Raif chuckled under his breath, then turned as he noticed Tessa crouched nearby in the dirt. She was drawing again , long looping shapes that curved inward and spiraled. When she noticed Raif watching, she looked up briefly, then pointed.
"Is that… the kiln?" he asked.
She shook her head.
Raif tried again. "A beast?"
Another shake. She tapped a curved fang tied around her wrist.
"Oh," Raif murmured. "Something from before?"
Tessa didn't answer. She just traced her finger through the spiral again, then leaned forward to add a stick figure to the centre. A tall one, holding something long, maybe a weapon, maybe not.
She shifted closer to Syl, and the older woman instinctively let her lean in. Syl glanced down at the drawing, her brow furrowing. "That you?" she asked softly.
Tessa blinked once, then gave the smallest nod.
Syl grunted, half a laugh. "Takes guts to draw yourself like that. Takes more to live it."
Raif left them there and made his way toward the shade where Fara sat sharpening a piece of bone against flint. Her eyes tracked his approach but she didn't speak.
"That's good edge work," Raif said, nodding to the curved sliver.
"I know," she muttered.
"You planning to attach that to a grip?"
"Already started one," she said, reaching beside her to show a bark-wrapped handle braced with twine. "It's not finished."
Raif crouched to examine it. "Clean work. Better than mine, back when I started. A friend told me how to do something similar, we had to make weapons out of sticks and stones to defend ourselves here. Although he isn't here anymore."
Fara didn't reply, but her posture eased, barely.

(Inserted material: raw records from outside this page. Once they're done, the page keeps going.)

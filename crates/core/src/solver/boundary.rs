//! Boundary conditions applied to the next-state field after each interior update
//!
//! Each edge carries exactly one policy:
//!
//! - **Dirichlet**: the edge node is pinned to a fixed value.
//! - **Zero flux** (Neumann): the edge node follows the interior stencil with
//!   the out-of-grid neighbour replaced by its mirror image, which enforces a
//!   zero gradient across the edge. On the right end of a rod this is
//!   `new[N-1] = old[N-1] + 2λ(old[N-2] - old[N-1])`.
//! - **Convective**: the same mirror stencil plus a linear loss
//!   `coefficient·Δt·(old - ambient)` toward the ambient temperature.
//!
//! Conditions read the frozen pre-step field and write only into the freshly
//! allocated next-state field. On a plate the edges are applied in the order
//! Left, Right, Bottom, Top, so a corner takes the value of whichever of its
//! two edges comes last.

use super::fields::Field;
use super::heat_transfer::StepCoefficients;
use crate::error::{HeatSimError, Result};
use crate::grid::Grid;
use nalgebra::{DMatrix, DVector};
use rustc_hash::FxHashMap;
use serde::{Deserialize, Serialize};
use tracing::debug;

/// A domain edge
///
/// Left/Right bound the x axis (`i = 0` / `i = nx - 1`), Bottom/Top bound
/// the y axis (`j = 0` / `j = ny - 1`). A rod only has Left and Right.
#[derive(Debug, Clone, Copy, PartialEq, Eq, Hash, Serialize, Deserialize)]
pub enum Edge {
    /// x = 0
    Left,
    /// x = length
    Right,
    /// y = 0
    Bottom,
    /// y = length
    Top,
}

impl Edge {
    /// Application order on a plate; corners keep the last write
    pub const ALL: [Edge; 4] = [Edge::Left, Edge::Right, Edge::Bottom, Edge::Top];

    fn parameter_name(self) -> &'static str {
        match self {
            Edge::Left => "left_edge",
            Edge::Right => "right_edge",
            Edge::Bottom => "bottom_edge",
            Edge::Top => "top_edge",
        }
    }
}

/// Policy bound to one edge
#[derive(Debug, Clone, Copy, PartialEq, Serialize, Deserialize)]
pub enum BoundaryCondition {
    /// Edge temperature fixed to `value`
    Dirichlet {
        /// Pinned temperature
        value: f64,
    },
    /// No heat crosses the edge
    ZeroFlux,
    /// Heat exchange with an ambient reservoir
    Convective {
        /// Ambient temperature
        ambient: f64,
        /// Exchange coefficient (1/s), multiplied by Δt in the update
        coefficient: f64,
    },
}

impl BoundaryCondition {
    /// Shorthand for [`BoundaryCondition::Dirichlet`]
    pub const fn fixed(value: f64) -> Self {
        BoundaryCondition::Dirichlet { value }
    }

    fn validate(&self) -> Result<()> {
        match *self {
            BoundaryCondition::Dirichlet { value } => {
                if !value.is_finite() {
                    return Err(HeatSimError::invalid_parameter(
                        "dirichlet_value",
                        value,
                        "must be finite",
                    ));
                }
            }
            BoundaryCondition::ZeroFlux => {}
            BoundaryCondition::Convective {
                ambient,
                coefficient,
            } => {
                if !ambient.is_finite() {
                    return Err(HeatSimError::invalid_parameter(
                        "convective_ambient",
                        ambient,
                        "must be finite",
                    ));
                }
                if !coefficient.is_finite() || coefficient < 0.0 {
                    return Err(HeatSimError::invalid_parameter(
                        "convective_coefficient",
                        coefficient,
                        "must be finite and non-negative",
                    ));
                }
            }
        }
        Ok(())
    }

    /// Write this condition's value for `edge` into a rod's next state
    ///
    /// # Panics
    ///
    /// Panics if `edge` is Bottom or Top, which a rod does not have.
    pub fn apply_line(
        &self,
        edge: Edge,
        old: &DVector<f64>,
        new: &mut DVector<f64>,
        coeffs: &StepCoefficients,
    ) {
        let i = match edge {
            Edge::Left => 0,
            Edge::Right => old.len() - 1,
            Edge::Bottom | Edge::Top => {
                unreachable!("{edge:?} edge does not exist on a line grid")
            }
        };
        new[i] = match *self {
            BoundaryCondition::Dirichlet { value } => value,
            BoundaryCondition::ZeroFlux => mirrored_line(old, i, coeffs),
            BoundaryCondition::Convective {
                ambient,
                coefficient,
            } => mirrored_line(old, i, coeffs) - coefficient * coeffs.dt * (old[i] - ambient),
        };
    }

    /// Write this condition's values for `edge` into a plate's next state
    pub fn apply_plane(
        &self,
        edge: Edge,
        old: &DMatrix<f64>,
        new: &mut DMatrix<f64>,
        coeffs: &StepCoefficients,
    ) {
        let (nx, ny) = old.shape();

        if let BoundaryCondition::Dirichlet { value } = *self {
            match edge {
                Edge::Left => new.row_mut(0).fill(value),
                Edge::Right => new.row_mut(nx - 1).fill(value),
                Edge::Bottom => new.column_mut(0).fill(value),
                Edge::Top => new.column_mut(ny - 1).fill(value),
            }
            return;
        }

        let nodes: Box<dyn Iterator<Item = (usize, usize)>> = match edge {
            Edge::Left => Box::new((0..ny).map(|j| (0, j))),
            Edge::Right => Box::new((0..ny).map(move |j| (nx - 1, j))),
            Edge::Bottom => Box::new((0..nx).map(|i| (i, 0))),
            Edge::Top => Box::new((0..nx).map(move |i| (i, ny - 1))),
        };

        for (i, j) in nodes {
            let mirrored = mirrored_plane(old, i, j, coeffs);
            new[(i, j)] = match *self {
                BoundaryCondition::Convective {
                    ambient,
                    coefficient,
                } => mirrored - coefficient * coeffs.dt * (old[(i, j)] - ambient),
                _ => mirrored,
            };
        }
    }
}

/// Neighbour indices along one axis, reflecting across the ends
#[inline]
fn mirror_neighbours(i: usize, n: usize) -> (usize, usize) {
    let below = if i == 0 { 1 } else { i - 1 };
    let above = if i + 1 == n { n - 2 } else { i + 1 };
    (below, above)
}

#[inline]
fn mirrored_line(old: &DVector<f64>, i: usize, coeffs: &StepCoefficients) -> f64 {
    let (im, ip) = mirror_neighbours(i, old.len());
    let t = old[i];
    t + coeffs.lambda_x * (old[ip] - 2.0 * t + old[im])
}

#[inline]
fn mirrored_plane(old: &DMatrix<f64>, i: usize, j: usize, coeffs: &StepCoefficients) -> f64 {
    let (nx, ny) = old.shape();
    let (im, ip) = mirror_neighbours(i, nx);
    let (jm, jp) = mirror_neighbours(j, ny);
    let t = old[(i, j)];
    t + coeffs.lambda_x * (old[(ip, j)] - 2.0 * t + old[(im, j)])
        + coeffs.lambda_y * (old[(i, jp)] - 2.0 * t + old[(i, jm)])
}

/// Boundary conditions keyed by edge
#[derive(Debug, Clone, Default, PartialEq, Serialize, Deserialize)]
pub struct BoundarySet {
    conditions: FxHashMap<Edge, BoundaryCondition>,
}

impl BoundarySet {
    /// Empty set; every edge of the grid must be bound before stepping
    pub fn new() -> Self {
        Self::default()
    }

    /// Bind the same condition to each of `edges`
    pub fn uniform(edges: &[Edge], condition: BoundaryCondition) -> Self {
        edges
            .iter()
            .fold(Self::new(), |set, &edge| set.with(edge, condition))
    }

    /// Builder form of [`BoundarySet::set`]
    pub fn with(mut self, edge: Edge, condition: BoundaryCondition) -> Self {
        self.set(edge, condition);
        self
    }

    /// Bind `condition` to `edge`, replacing any previous binding
    pub fn set(&mut self, edge: Edge, condition: BoundaryCondition) {
        self.conditions.insert(edge, condition);
    }

    /// Condition bound to `edge`, if any
    pub fn get(&self, edge: Edge) -> Option<&BoundaryCondition> {
        self.conditions.get(&edge)
    }

    /// Check that every edge of `grid` is bound, that no foreign edge is
    /// bound, and that every condition carries sane values
    ///
    /// # Errors
    ///
    /// [`HeatSimError::MissingBoundaryCondition`] for the first unbound edge in
    /// application order, otherwise [`HeatSimError::InvalidParameters`].
    pub fn validate(&self, grid: &Grid) -> Result<()> {
        for &edge in grid.edges() {
            let condition = self
                .get(edge)
                .ok_or(HeatSimError::MissingBoundaryCondition { edge })?;
            condition.validate()?;
            debug!("Boundary {:?}: {:?}", edge, condition);
        }
        for edge in Edge::ALL {
            if self.conditions.contains_key(&edge) && !grid.has_edge(edge) {
                return Err(HeatSimError::invalid_parameter(
                    edge.parameter_name(),
                    grid.dimensions() as f64,
                    "cannot be bound on a grid of this dimensionality",
                ));
            }
        }
        Ok(())
    }

    /// Apply every bound edge to `new`, reading from `old`, in application order
    ///
    /// # Panics
    ///
    /// Panics if `old` and `new` differ in dimensionality.
    pub fn apply(&self, old: &Field, new: &mut Field, coeffs: &StepCoefficients) {
        match (old, new) {
            (Field::Line(old), Field::Line(new)) => {
                for edge in [Edge::Left, Edge::Right] {
                    if let Some(condition) = self.get(edge) {
                        condition.apply_line(edge, old, new, coeffs);
                    }
                }
            }
            (Field::Plane(old), Field::Plane(new)) => {
                for edge in Edge::ALL {
                    if let Some(condition) = self.get(edge) {
                        condition.apply_plane(edge, old, new, coeffs);
                    }
                }
            }
            _ => panic!("Boundary application across fields of different dimensionality"),
        }
    }
}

[Structure complete - Clay Kiln]
Not long later, the kiln was finished. The work was hurried along since Eloin and Daly thought they could finish the kiln first before the Cistern, even if the Cistern was almost compelte. With it done, Eloin left Daly to work on the Cistern with Lira, getting help from Goss, Hennick and Luan.
Daly stayed at the kiln with Bren as they take the materials that Bren had scavenged from the Alpha Barkwolf and other various creatures. They worked tirelessly for a whiel until... a call rang out.
"Test piece is done!" Daly shouted.
The small group gathered around. Daly held a short-bladed weapon, curved with a sharpened fang edge and reinforced with bone. The handle was tightly wrapped with resin-hardened bark cord.
Bren stepped forward and tested its weight. He worked on but still needed to test it in case it wasn't satisfactory. He swung it once, twice, then gave a grunt of approval.
"Good balance. It'll cut."
Raif took it next and turned it in his hands. The fang blade was warm from the heat, slightly sticky with cooling resin that gave off a sharp, pine-sap scent. The edge shimmered faintly where the inner core had been ground down to a fine curve. He adjusted his grip on the bark-wrapped hilt, testing how it sat in his palm, weighty, but balanced, with just enough give to absorb shock without losing edge alignment.
He stepped over to a stub of barkwood someone had wedged upright and, without flourish, brought the blade down in a clean arc. The tip sheared through the side of the wood, biting halfway before stopping. He pulled it free and nodded once, satisfied.
"Nice weapon," he said.
Bren grunted his approval. "Better than I expected, for jungle scrap."
Daly gave a short, almost smug snort, but didn't speak. His hands were already sorting the next fang.
Lira stepped up and ran a thumb carefully along the spine of the weapon. "We could reinforce the next one at the joint. A cross-brace of bark-chitin might hold better under strain."
"I'll draw a pattern tonight," Daly said, quieter this time.
Raif passed the blade to Goss, who had wandered over during the demonstration. Goss turned it once in his fingers and gave a low whistle.
"You could do real damage with this."
Raif nodded. "We'll need it."
A soft chime echoed from the orb's direction.
[Advanced Weapon Crafted – Progress: 1/5]
[Loyalty Increased Detected+5 KE]
[Loyalty Increased Detected+5 KE]
[Total KE: 88/400
The sun dipped low, painting the clearing in muted amber. The fire hadn't been lit yet, but the warmth in the air clung to skin like a second shirt. Most of the camp had gathered near the tool racks, sorting scraps and wiping sweat from their foreheads.
Raif sat on a low stump near the orb's base, elbows on his knees, watching the camp with a tired intensity. Every part of him ached, not just from labour, but from the weight of keeping it all turning.
One blade done. Four to go.
Across the clearing, Lira and Naera were binding finished fang fragments into neat bundles. Goss walked by with an armful of bark sheets, nodding once to Raif without breaking stride. Fara dipped her half-finished blade into the water bucket, testing its temper. Tessa had vanished somewhere near the shelters, likely still near Syl.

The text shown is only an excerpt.